Sigiriya: la cittadina dello Sri Lanka interamente scolpita nella pietra

Storia e leggende di un sito archeologico da molti considerato l’ottava meraviglia del mondo

È un Paese magico, lo Sri Lanka. È ricco di paesaggi straordinari, di natura, di splendidi luoghi di culto. Alcuni siti, però, sono davvero sensazionali. Uno di questi è Sigiriya, uno degli otto Patrimoni dell’Umanità dell’Unesco che il Paese vanta. Amatissimo dai turisti, è un sito archeologico costruito su di una collina vulcanica alta 370 metri, ed è interamente scolpito nella pietra.

La sua posizione sopraelevata, rispetto alle pianure circostanti, fa sì che anche a chilometri di distanza Sigiriya sia visibile. E l’effetto è sorprendente. Considerata da alcuni come l’ottava meraviglia del mondo, fu fatta costruire nel 405 d.C. dal re Kaspaya. Oggi sono visibili i resti del palazzo maggiore con le sue mura, un tempo circondato da fontane e da viali: in questo modo, il sovrano e la sua corte potevano vivere isolati dalla popolazione, e potevano osservare i sudditi dall’alto. Per raggiungere la cittadina-fortezza, è necessario oggi inerpicarsi su per 1200 gradini, sul fianco dell’altura, che dipartono da due enormi sculture a zampa di leone.

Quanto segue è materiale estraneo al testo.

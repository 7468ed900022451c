//! Context attachment trait and implementations.

use crate::error::{Error, Result};
use std::fmt;

/// Extension trait for ergonomic error context attachment.
///
/// Use `context()` for a static message and `with_context()` when the message
/// is expensive to build (it only runs on error).
///
/// ```rust
/// use paywire_core::error::{ContextExt, Result};
///
/// fn token_field(json: &serde_json::Value) -> Result<&str> {
///     json.get("token")
///         .and_then(|v| v.as_str())
///         .context("Missing required field 'token'")
/// }
/// ```
pub trait ContextExt<T, E> {
    /// Adds context to an error.
    fn context<C>(self, context: C) -> Result<T>
    where
        C: fmt::Display + Send + Sync + 'static;

    /// Adds lazy context to an error (only evaluated on error).
    fn with_context<C, F>(self, f: F) -> Result<T>
    where
        C: fmt::Display + Send + Sync + 'static,
        F: FnOnce() -> C;
}

impl<T, E> ContextExt<T, E> for std::result::Result<T, E>
where
    E: Into<Error>,
{
    fn context<C>(self, context: C) -> Result<T>
    where
        C: fmt::Display + Send + Sync + 'static,
    {
        self.map_err(|e| e.into().context(context.to_string()))
    }

    fn with_context<C, F>(self, f: F) -> Result<T>
    where
        C: fmt::Display + Send + Sync + 'static,
        F: FnOnce() -> C,
    {
        self.map_err(|e| e.into().context(f().to_string()))
    }
}

impl<T> ContextExt<T, Error> for Option<T> {
    fn context<C>(self, context: C) -> Result<T>
    where
        C: fmt::Display + Send + Sync + 'static,
    {
        self.ok_or_else(|| Error::invalid_request(context.to_string()))
    }

    fn with_context<C, F>(self, f: F) -> Result<T>
    where
        C: fmt::Display + Send + Sync + 'static,
        F: FnOnce() -> C,
    {
        self.ok_or_else(|| Error::invalid_request(f().to_string()))
    }
}
impl CircuitBreakerConfig {
    /// Creates a new circuit breaker configuration.
    pub fn new(failure_threshold: u32, reset_timeout: Duration) -> Self {
        Self {
            failure_threshold,
            reset_timeout,
        }
    }

    /// Validates the circuit breaker configuration.
    ///
    /// - `failure_threshold` must be > 0
    /// - `reset_timeout` under one second produces a warning
    pub fn validate(&self) -> std::result::Result<ValidationResult, ConfigValidationError> {
        let mut result = ValidationResult::new();

        if self.failure_threshold == 0 {
            return Err(ConfigValidationError::invalid(
                "failure_threshold",
                "failure_threshold must be greater than 0",
            ));
        }

        if self.reset_timeout < Duration::from_secs(1) {
            result.add_warning(format!(
                "reset_timeout {:?} is very short, may cause rapid state transitions",
                self.reset_timeout
            ));
        }

        Ok(result)
    }
}

/// Circuit breaker events for observability.
#[derive(Debug, Clone)]
pub enum CircuitBreakerEvent {
    /// The circuit breaker state has changed.
    StateChanged {
        /// The previous state
        from: CircuitState,
        /// The new state
        to: CircuitState,
    },

    /// A request was rejected because the circuit is open.
    RequestRejected {
        /// Time left until the circuit may close
        remaining: Duration,
    },

    /// A failure was recorded.
    FailureRecorded {
        /// The current consecutive failure count
        count: u32,
    },
}

#[derive(Debug, Default)]
struct BreakerState {
    consecutive_failures: u32,
    last_failure: Option<Instant>,
    open: bool,
}

/// Per-client circuit breaker.
///
/// All operations are serialized by one short, I/O-free lock.
#[derive(Debug)]
pub struct CircuitBreaker {
    state: Mutex<BreakerState>,
    config: CircuitBreakerConfig,
    event_tx: Option<mpsc::UnboundedSender<CircuitBreakerEvent>>,
}

impl Default for CircuitBreaker {
    fn default() -> Self {
        Self::new(CircuitBreakerConfig::default())
    }
}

È una lunghissima storia, quella di Sigiriya. Sembra che, fin dalla preistoria, potesse essere abitata. Nel III secolo a.C., le sue rocce venivano utilizzate come riparo per un monastero e – alla morte di Kaspaya – il palazzo e i suoi giardini furono utilizzati ad uso monastico fino al XIV secolo d.C. A lungo abbandonata, la cittadina fu scoperta nel 1907 dall’esploratore britannico John Still. C’è persino una leggenda, che vi ruota attorno. Si racconta che, Kaspaya, avesse ucciso il padre murandolo vivo e impossessandosi del suo trono, che sarebbe invece spettato al fratello Mugallan, che scappò in India e che meditò una vendetta. A conoscenza di quel piano, Kaspaya fece costruire il suo palazzo sulla sommità della collina. Tuttavia, Mugallan riuscì a raggiungere la cittadina e scoppiò una vera e propria battaglia. Kaspaya, abbandonato dai suoi, si suicidò con una spada e il fratello trasformò Sigiriya in un monastero. Secondi alcuni studiosi, invece, Kaspaya fu una sorta di dongiovanni, e il suo era in realtà un palazzo di piacere, privo di scopi militari. Altri ancora, lo identificano come un luogo di lavoro della comunità buddista.

Qualunque sia la sua origine, se si è disposti a fare un po’ di fatica, una volta arrivati in cima la sensazione è straordinaria. Qui si respirano storie e leggende. E, da qui, si gode un panorama mozzafiato.